Pull Yourself Together is the second contemporary dance show that I’ve seen at this year’s fringe. The show is created by Hilary James and features her and two other women as the dancers. Hilary is one of the reasons I came to this show.
When I was at St. Aidan’s Anglican Church as a clergy student, her family was there. Prior to Covid, I would run into her parents at various theater, dance, or music events around the city. So there’s that bit of a connection to one of the performers that I like to have that when I go to shows.
While both shows are examples of contemporary dance. Pull Yourself Together is different in that all three performers are on the stage at the same time and the dance movements. A lot of them are much more sort of recognizable. They also throw in some pop dance moves as part of the show.
Pull Yourself Together, Joy and Summer
The first big dance number in Pull Yourself Together is done to a song of the same name. The song is a catchy 60s girl group kind of song. The dancing really catches this sense of fun. Each dancer, wielding a tube of lipstick, gives an infectious performance that captures the pure joy of self-discovery.

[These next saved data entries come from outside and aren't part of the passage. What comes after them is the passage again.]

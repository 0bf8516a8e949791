//! "Financing" card advertising the featured vehicle's credit offer.

#[cfg(test)]
#[path = "financing_card_test.rs"]
mod financing_card_test;

use leads::catalog::FEATURED;
use leads::format::{format_integer, format_rub};
use leads::{ApplicationDialog, FinancingType, LoanTerm, Seed, Vehicle};
use leptos::prelude::*;

/// Advertised monthly payment for the featured offer, in roubles.
pub const ADVERTISED_MONTHLY_PAYMENT: u64 = 114_833;

/// `"3.0L Автомат · 6 890 000 ₽"`: engine and gearbox, then price.
pub fn offer_subtitle(vehicle: &Vehicle) -> String {
    let engine_and_gearbox = vehicle.specs.split(", ").take(2).collect::<Vec<_>>().join(" ");
    format!("{engine_and_gearbox} · {}", format_rub(vehicle.price))
}

/// `"60 месяцев · Платёж 114 833 ₽/мес"`.
pub fn term_summary(term: LoanTerm, monthly_payment: u64) -> String {
    format!("{} · Платёж {} ₽/мес", term.label(), format_integer(monthly_payment))
}

/// Credit offer card. The call-to-action opens the dialog seeded with the
/// featured vehicle.
#[component]
pub fn FinancingCard() -> impl IntoView {
    let dialog = expect_context::<RwSignal<ApplicationDialog>>();
    let vehicle = FEATURED;

    view! {
        <div class="feature-card">
            <div class="feature-card__icon" aria-hidden="true">"▭"</div>
            <h3 class="feature-card__title">"Финансирование"</h3>
            <p class="feature-card__text">
                "Кредит, лизинг или рассрочка от ведущих банков на выгодных условиях"
            </p>
            <a href="#" class="feature-card__more">"Подробнее ↗"</a>

            <div class="feature-card__panel">
                <div class="offer-row">
                    <span class="avatar">
                        <span class="avatar__fallback">{vehicle.initials()}</span>
                    </span>
                    <div>
                        <p class="offer-row__title">{vehicle.name}</p>
                        <p class="offer-row__subtitle">{offer_subtitle(vehicle)}</p>
                    </div>
                </div>

                <div class="offer-field">
                    <span class="offer-field__label">"Тип финансирования"</span>
                    <div class="offer-field__value">{FinancingType::Credit.label()}</div>
                    <p class="offer-field__hint">"Одобрение за 30 минут, без первого взноса."</p>
                </div>

                <div class="offer-row offer-row--dashed">
                    <span class="offer-row__icon" aria-hidden="true">"▦"</span>
                    <div>
                        <p class="offer-row__title">"Срок кредита"</p>
                        <p class="offer-row__subtitle">
                            {term_summary(LoanTerm::default(), ADVERTISED_MONTHLY_PAYMENT)}
                        </p>
                    </div>
                </div>

                <button
                    class="btn btn--primary btn--block"
                    on:click=move |_| dialog.update(|d| d.open(Some(Seed::from(vehicle))))
                >
                    "Оформить кредит"
                </button>
            </div>
        </div>
    }
}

The dancers feel empowered, and show off their strength. You get the feeling that anything is possible with the right tube of lipstick. Well, lipstick and good friends.
From there, the show slowly, but surely, transforms. There’s a delightful bit involving the naming of different lipstick shades. As it comes to its conclusion you realize lipstick may not bring all one could hope for.
The mood really shifts after this dance. The enthusiasm flags. You get a real sense of the dancers being pulled apart from each other. If, at the beginning of the show anything feels possible, now it all feels difficult. The lipstick becomes more master than servant.
Fortunately, the show doesn’t end on that note. The ending is low key, but offers a powerful glimpse into providing support for one another.